A nonlinear controller then utilizes this estimated target state and the chaser’s state to provide
speed, flight path, and course/heading angle commands to the chaser UAV. Tracking performance
with respect to measurement uncertainty is evaluated for three cases: (1) stationary white noise; (2)
stationary colored noise and (3) non-stationary (range correlated) white noise. Furthermore, in an
effort to improve tracking performance, the measurement model is made more realistic by taking
into consideration range-dependent uncertainties in the measurements, i.e., as the chaser closes in on
the target, measurement uncertainties are reduced in the EKF, thus providing the UAV with more
accurate control commands. Simulation results for these cases are shown to illustrate target state
estimation and trajectory tracking performance.
Keywords: backstepping; control; UAVs; estimation; kalman filter; 3D target tracking
1. Introduction
Target tracking by Unmanned Aerial Vehicles (UAVs) is an important area of study, especially
when it applies to tracking a target in 3-D space. Tracking capabilities of a UAV depend on
many factors but we focus on how accurately it can obtain the target state information using
onboard sensors, and how effectively it can generate its control commands so as to achieve tracking.

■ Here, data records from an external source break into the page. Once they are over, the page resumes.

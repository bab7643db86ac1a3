// Copyright (c) 2026 The podlabeler authors
// SPDX-License-Identifier: MIT

//! The Pod label reconciliation pass.

mod comparator;
mod converger;
mod types;

pub use comparator::compute;
pub use converger::apply;
pub use types::{Convergence, LabelDelta};

use crate::errors::{ReconcileError, StoreError};
use crate::store::PodStore;
use tracing::debug;

/// Run one reconciliation pass for a Pod identity.
///
/// Fetches the current object, computes the delta, and applies it. A Pod
/// that is already gone at read time returns [`Convergence::Stale`]: the
/// object was deleted and there is nothing left to converge, so the caller
/// has no reason to requeue.
///
/// The pass is level-triggered and stateless: it tolerates redundant and
/// out-of-order invocations because desired state is recomputed from the
/// store's current view every time.
///
/// # Errors
///
/// [`ReconcileError::Transient`] when the store fails for a reason other
/// than the expected races; [`ReconcileError::InvariantViolation`] never
/// escapes this path in practice since [`compute`] only emits managed keys.
pub async fn reconcile_pod<S: PodStore + ?Sized>(
    store: &S,
    namespace: &str,
    name: &str,
) -> Result<Convergence, ReconcileError> {
    debug!(namespace, name, "reconciling pod");

    let pod = match store.get(namespace, name).await {
        Ok(pod) => pod,
        Err(StoreError::NotFound) => {
            debug!(namespace, name, "pod gone before pass started, dropping");
            return Ok(Convergence::Stale);
        }
        Err(err) => return Err(ReconcileError::Transient(err.into())),
    };

    let delta = compute(&pod);
    apply(store, &pod, &delta).await
}

#[cfg(test)]
#[path = "mod_tests.rs"]
mod mod_tests;
// Copyright (c) 2026 The podlabeler authors
// SPDX-License-Identifier: MIT

//! The converger: applies a [`LabelDelta`] with one conditional write.

use super::types::{Convergence, LabelDelta};
use crate::errors::{ReconcileError, StoreError};
use crate::projection::ProjectionKind;
use crate::store::PodStore;
use k8s_openapi::api::core::v1::Pod;
use kube::ResourceExt;
use std::collections::BTreeMap;
use tracing::{debug, info};

/// Apply a delta to a Pod and issue the conditional write.
///
/// An empty delta returns [`Convergence::Unchanged`] without touching the
/// store, avoiding needless traffic and resourceVersion churn. Otherwise all
/// additions and removals are merged into a single write, conditional on the
/// resourceVersion captured when `pod` was read.
///
/// Store failures are classified, never retried here:
///
/// - not-found -> [`Convergence::Stale`]: the Pod was deleted concurrently,
///   a normal race, not an error
/// - conflict -> [`Convergence::Conflict`]: another writer won; the caller
///   re-reads and recomputes
/// - anything else -> [`ReconcileError::Transient`] with the full cause
///
/// # Errors
///
/// [`ReconcileError::InvariantViolation`] if the delta references a label
/// key outside the managed set; [`ReconcileError::Transient`] on
/// unclassified store failures.
pub async fn apply<S: PodStore + ?Sized>(
    store: &S,
    pod: &Pod,
    delta: &LabelDelta,
) -> Result<Convergence, ReconcileError> {
    let namespace = pod.namespace().unwrap_or_default();
    let name = pod.name_any();

    if delta.is_empty() {
        debug!(%namespace, %name, "pod labels already converged");
        return Ok(Convergence::Unchanged);
    }

    for key in delta.add.keys().chain(delta.remove.iter()) {
        if !ProjectionKind::is_managed_key(key) {
            return Err(ReconcileError::InvariantViolation { key: key.clone() });
        }
    }

    let mut desired = pod.clone();
    let labels = desired.metadata.labels.get_or_insert_with(BTreeMap::new);
    for (key, value) in &delta.add {
        labels.insert(key.clone(), value.clone());
    }
    for key in &delta.remove {
        labels.remove(key);
    }

    info!(
        %namespace,
        %name,
        adding = delta.add.len(),
        removing = delta.remove.len(),
        "updating pod labels"
    );

    match store.conditional_update(&desired).await {
        Ok(()) => {
            info!(%namespace, %name, "pod labels updated");
            Ok(Convergence::Converged)
        }
        Err(StoreError::NotFound) => {
            debug!(%namespace, %name, "pod deleted before write, dropping");
            Ok(Convergence::Stale)
        }
        Err(StoreError::Conflict) => {
            debug!(%namespace, %name, "pod changed since read, will recompute");
            Ok(Convergence::Conflict)
        }
        Err(StoreError::Other(cause)) => Err(ReconcileError::Transient(cause)),
    }
}

#[cfg(test)]
#[path = "converger_tests.rs"]
mod converger_tests;
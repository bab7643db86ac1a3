// Copyright (c) 2026 The podlabeler authors
// SPDX-License-Identifier: MIT

//! The closed table of projection kinds.
//!
//! A projection kind is one named rule mapping an annotation value to an
//! owned label key and a read-only Pod field to copy into it. The reconciler
//! iterates [`ProjectionKind::ALL`] instead of branching per kind, so adding
//! a projected field is a one-variant change.

use crate::labels::{
    ANNOTATION_VALUE_NODE_NAME, ANNOTATION_VALUE_POD_IP, ANNOTATION_VALUE_POD_NAME,
    NODE_NAME_LABEL, POD_IP_LABEL, POD_NAME_LABEL,
};
use k8s_openapi::api::core::v1::Pod;

/// One projected label managed by the controller.
#[derive(Clone, Copy, Debug, PartialEq, Eq)]
pub enum ProjectionKind {
    /// Project `metadata.name` into [`POD_NAME_LABEL`]
    PodName,
    /// Project `spec.nodeName` into [`NODE_NAME_LABEL`]
    NodeName,
    /// Project `status.podIP` into [`POD_IP_LABEL`]
    PodIp,
}

impl ProjectionKind {
    /// Every projection kind the controller manages.
    pub const ALL: [ProjectionKind; 3] = [
        ProjectionKind::PodName,
        ProjectionKind::NodeName,
        ProjectionKind::PodIp,
    ];

    /// The annotation value that selects this kind.
    #[must_use]
    pub fn annotation_value(self) -> &'static str {
        match self {
            ProjectionKind::PodName => ANNOTATION_VALUE_POD_NAME,
            ProjectionKind::NodeName => ANNOTATION_VALUE_NODE_NAME,
            ProjectionKind::PodIp => ANNOTATION_VALUE_POD_IP,
        }
    }

    /// The owned label key this kind writes.
    #[must_use]
    pub fn label_key(self) -> &'static str {
        match self {
            ProjectionKind::PodName => POD_NAME_LABEL,
            ProjectionKind::NodeName => NODE_NAME_LABEL,
            ProjectionKind::PodIp => POD_IP_LABEL,
        }
    }

    /// The current projected value for this kind.
    ///
    /// An unset source field projects as the empty string, matching the
    /// label-map default used when comparing.
    #[must_use]
    pub fn project(self, pod: &Pod) -> &str {
        match self {
            ProjectionKind::PodName => pod.metadata.name.as_deref().unwrap_or_default(),
            ProjectionKind::NodeName => pod
                .spec
                .as_ref()
                .and_then(|spec| spec.node_name.as_deref())
                .unwrap_or_default(),
            ProjectionKind::PodIp => pod
                .status
                .as_ref()
                .and_then(|status| status.pod_ip.as_deref())
                .unwrap_or_default(),
        }
    }

    /// Whether `key` is one of the label keys the controller owns.
    #[must_use]
    pub fn is_managed_key(key: &str) -> bool {
        Self::ALL.iter().any(|kind| kind.label_key() == key)
    }
}

#[cfg(test)]
#[path = "projection_tests.rs"]
mod projection_tests;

For control laws that require full state information of a target, it is thus necessary that the target
state information be reconstructed based on limited measurements observed by the chaser UAV.
These measurements are often corrupted by external disturbances (wind gust, turbulence). In a
target state estimation problem, the choice of the appropriate model to represent the target motion
is also not clear. The classical approaches either use a constant velocity model leading to an α-β
tracking filter [1,2], or a constant acceleration model that leads to the α-β-γ tracking filter [1,2].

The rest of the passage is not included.